Matt Shearer
- Born: October 19, 1973 (age 51) Whitby, Ontario, CA
- Shoots: Right
- Position: Forward
- NLL draft: 1st overall, 1997 Baltimore Thunder
- NLL teams: Toronto Rock Colorado Mammoth New York Saints Washington Power Pittsburgh CrosseFire Baltimore Thunder
- Pro career: 1998–2007
- Nickname: The Sniper

= Matt Shearer =

Canadian lacrosse player

Matt Shearer (born October 19, 1973, in Whitby, Ontario) is a retired lacrosse player.
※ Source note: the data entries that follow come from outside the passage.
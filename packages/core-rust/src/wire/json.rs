//! JSON request/response codec for the data source execute endpoint.
//!
//! Request bodies are produced from a typed input struct; the only difference
//! between protocol generations is whether the object is nested under
//! `"inputs"`. Responses are read from a `serde_json::Value` tree so that both
//! the `tables` (positional rows) and top-level `rows` (named rows) layouts can
//! be accepted without a version marker.

use serde::de::DeserializeOwned;
use serde::{Deserialize, Serialize};
use serde_json::{Map, Value as Json};

use crate::error::{ParseFault, SerializationError};
use crate::result::{ErrorEntry, Failure, Success, Table};
use crate::row::RowReader;
use crate::types::WireFormat;

/// Builds an operation's output object from the payload's `outputs` element.
pub type OutputDecoder<O> = fn(&Map<String, Json>) -> Result<O, ParseFault>;

/// Builds one row. Returning `Ok(None)` skips the element (e.g. an empty
/// positional array).
pub type RowDecoder<R> = fn(RowReader<'_>) -> Result<Option<R>, ParseFault>;

const TRANSACTION_NO: &str = "transactionNo";

#[derive(Serialize)]
struct WrappedInputs<'a, T> {
    inputs: &'a T,
}

#[derive(Deserialize)]
struct WrappedInputsOwned<T> {
    inputs: T,
}

/// Serialize an operation's inputs into the POST body.
///
/// # Errors
///
/// Returns `SerializationError` if the inputs cannot be represented as JSON.
pub fn encode_request<T: Serialize>(
    inputs: &T,
    format: WireFormat,
) -> Result<String, SerializationError> {
    let body = if format.wraps_inputs() {
        serde_json::to_string(&WrappedInputs { inputs })?
    } else {
        serde_json::to_string(inputs)?
    };
    Ok(body)
}

/// Inverse of [`encode_request`]; used by fake servers and tests.
///
/// # Errors
///
/// Returns `SerializationError` if the body does not hold the expected inputs.
pub fn decode_request<T: DeserializeOwned>(
    body: &str,
    format: WireFormat,
) -> Result<T, SerializationError> {
    if format.wraps_inputs() {
        let wrapped: WrappedInputsOwned<T> = serde_json::from_str(body)?;
        Ok(wrapped.inputs)
    } else {
        Ok(serde_json::from_str(body)?)
    }
}

/// Parse a success-status payload.
///
/// Outputs and rows are decoded only when the operation declares a decoder
/// for them. `transactionNo` is always required.
///
/// # Errors
///
/// Returns `ParseFault` if the body is not a JSON object, lacks
/// `transactionNo`, or a declared output/row does not decode.
pub fn decode_success<O, R>(
    body: &str,
    output_decoder: Option<OutputDecoder<O>>,
    row_decoder: Option<RowDecoder<R>>,
) -> Result<Success<O, R>, ParseFault> {
    let tree: Json = serde_json::from_str(body).map_err(|e| ParseFault::Malformed(e.to_string()))?;
    let root = match tree {
        Json::Object(root) => root,
        other => return Err(ParseFault::unexpected("payload", "object", &other)),
    };

    let outputs = match (output_decoder, root.get("outputs")) {
        (Some(decode), Some(Json::Object(map))) => Some(decode(map)?),
        _ => None,
    };

    let table = match row_decoder {
        Some(decode) => decode_table(&root, decode)?,
        None => None,
    };

    let transaction_no = match root.get(TRANSACTION_NO) {
        Some(Json::String(s)) => s.clone(),
        Some(Json::Number(n)) => n.to_string(),
        Some(Json::Null) | None => return Err(ParseFault::MissingField(TRANSACTION_NO)),
        Some(other) => return Err(ParseFault::unexpected(TRANSACTION_NO, "string", other)),
    };

    Ok(Success {
        outputs,
        table,
        transaction_no,
    })
}

fn decode_table<R>(
    root: &Map<String, Json>,
    decode: RowDecoder<R>,
) -> Result<Option<Table<R>>, ParseFault> {
    if let Some(tables) = root.get("tables") {
        let Json::Array(tables) = tables else {
            return Err(ParseFault::unexpected("tables", "array", tables));
        };
        // Only one result set is ever returned; extra entries are ignored.
        let Some(first) = tables.first() else {
            return Ok(None);
        };
        let Json::Object(table) = first else {
            return Err(ParseFault::unexpected("tables[0]", "object", first));
        };
        let columns = match table.get("columns") {
            None | Some(Json::Null) => None,
            Some(Json::Array(names)) => Some(
                names
                    .iter()
                    .map(|n| match n {
                        Json::String(s) => Ok(s.clone()),
                        other => Err(ParseFault::unexpected("columns", "string", other)),
                    })
                    .collect::<Result<Vec<_>, _>>()?,
            ),
            Some(other) => return Err(ParseFault::unexpected("columns", "array", other)),
        };
        let rows = decode_rows(table.get("rows"), columns.as_deref(), decode)?;
        return Ok(Some(Table {
            columns,
            rows,
            row_limit_exceeded: limit_flag(table)?,
        }));
    }

    if root.contains_key("rows") {
        let rows = decode_rows(root.get("rows"), None, decode)?;
        return Ok(Some(Table {
            columns: None,
            rows,
            row_limit_exceeded: limit_flag(root)?,
        }));
    }

    Ok(None)
}

fn decode_rows<R>(
    rows: Option<&Json>,
    columns: Option<&[String]>,
    decode: RowDecoder<R>,
) -> Result<Vec<R>, ParseFault> {
    let elements = match rows {
        None | Some(Json::Null) => return Ok(Vec::new()),
        Some(Json::Array(elements)) => elements,
        Some(other) => return Err(ParseFault::unexpected("rows", "array", other)),
    };
    let mut decoded = Vec::with_capacity(elements.len());
    for (index, element) in elements.iter().enumerate() {
        let reader = RowReader::from_element(element)
            .map_err(|e| e.in_row(index))?
            .with_columns(columns);
        if let Some(row) = decode(reader).map_err(|e| e.in_row(index))? {
            decoded.push(row);
        }
    }
    Ok(decoded)
}

fn limit_flag(object: &Map<String, Json>) -> Result<bool, ParseFault> {
    match object.get("rowLimitExceeded") {
        None | Some(Json::Null) => Ok(false),
        Some(Json::Bool(b)) => Ok(*b),
        Some(other) => Err(ParseFault::unexpected("rowLimitExceeded", "boolean", other)),
    }
}

/// Parse a failure-status payload into a `Failure`.
///
/// Recognises an `errors` list of `{code, message}` entries, a single
/// top-level `{code, message}` object, and an `outputs` object carrying
/// `ErrorNo`/`ErrorCode` and `Message`/`ErrorMessage`. Anything else,
/// including a body that is not JSON, becomes `Failure::Unspecified`.
#[must_use]
pub fn decode_failure(status: u16, body: &str) -> Failure {
    let Ok(Json::Object(root)) = serde_json::from_str::<Json>(body) else {
        return Failure::Unspecified { status };
    };

    let mut errors: Vec<ErrorEntry> = match root.get("errors") {
        Some(Json::Array(entries)) => entries.iter().filter_map(error_entry).collect(),
        _ => Vec::new(),
    };

    if errors.is_empty() {
        errors.extend(error_entry_from(&root, &["code"], &["message"]));
    }
    if errors.is_empty() {
        if let Some(Json::Object(outputs)) = root.get("outputs") {
            errors.extend(error_entry_from(
                outputs,
                &["ErrorNo", "ErrorCode"],
                &["Message", "ErrorMessage"],
            ));
        }
    }

    if errors.is_empty() {
        Failure::Unspecified { status }
    } else {
        Failure::Server { status, errors }
    }
}

fn error_entry(element: &Json) -> Option<ErrorEntry> {
    match element {
        Json::Object(map) => error_entry_from(map, &["code"], &["message"]),
        Json::String(message) => Some(ErrorEntry::new(String::new(), message.clone())),
        _ => None,
    }
}

fn error_entry_from(
    map: &Map<String, Json>,
    code_keys: &[&str],
    message_keys: &[&str],
) -> Option<ErrorEntry> {
    let pick = |keys: &[&str]| {
        keys.iter().find_map(|k| match map.get(*k) {
            Some(Json::String(s)) => Some(s.clone()),
            Some(Json::Number(n)) => Some(n.to_string()),
            _ => None,
        })
    };
    let code = pick(code_keys);
    let message = pick(message_keys);
    if code.is_none() && message.is_none() {
        return None;
    }
    Some(ErrorEntry::new(code.unwrap_or_default(), message.unwrap_or_default()))
}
Shearer retired after the 2007 NLL season following a ten-year career in the National Lacrosse League.

==Statistics==

===NLL===
Reference:

Matt Shearer: Regular Season; Playoffs
Season: Team; GP; G; A; Pts; LB; PIM; Pts/GP; LB/GP; PIM/GP; GP; G; A; Pts; LB; PIM; Pts/GP; LB/GP; PIM/GP
1998: Baltimore Thunder; 9; 11; 6; 17; 34; 2; 1.89; 3.78; 0.22; 3; 5; 3; 8; 7; 0; 2.67; 2.33; 0.00
1999: Baltimore Thunder; 10; 27; 14; 41; 42; 6; 4.10; 4.20; 0.60; –; –; –; –; –; –; –; –; –
2000: Pittsburgh CrosseFire; 12; 19; 19; 38; 56; 11; 3.17; 4.67; 0.92; –; –; –; –; –; –; –; –; –
2001: Washington Power; 14; 26; 26; 52; 40; 8; 3.71; 2.86; 0.57; 1; 1; 0; 1; 3; 0; 1.00; 3.00; 0.00
2002: Washington Power; 16; 31; 28; 59; 79; 13; 3.69; 4.94; 0.81; 2; 1; 1; 2; 14; 0; 1.00; 7.00; 0.00
2003: Colorado Mammoth; 1; 1; 0; 1; 0; 2; 1.00; 0.00; 2.00; –; –; –; –; –; –; –; –; –
2003: New York Saints; 10; 28; 20; 48; 46; 2; 4.80; 4.60; 0.20; –; –; –; –; –; –; –; –; –
2004: Toronto Rock; 12; 26; 18; 44; 32; 6; 3.67; 2.67; 0.50; 1; 0; 2; 2; 3; 0; 2.00; 3.00; 0.00
2005: Toronto Rock; 13; 17; 21; 38; 39; 0; 2.92; 3.00; 0.00; 1; 2; 1; 3; 6; 0; 3.00; 6.00; 0.00
2006: Toronto Rock; 9; 11; 10; 21; 24; 0; 2.33; 2.67; 0.00; 1; 3; 0; 3; 3; 0; 3.00; 3.00; 0.00
2007: Toronto Rock; 9; 9; 10; 19; 19; 4; 2.11; 2.11; 0.44; –; –; –; –; –; –; –; –; –
115; 206; 172; 378; 411; 54; 3.29; 3.57; 0.47; 9; 12; 7; 19; 36; 0; 2.11; 4.00; 0.00
Career Total:: 124; 218; 179; 397; 447; 54; 3.20; 3.60; 0.44

==College==
Shearer played one season at Loyola College where he scored 30 goals and had 15 assists in 1997.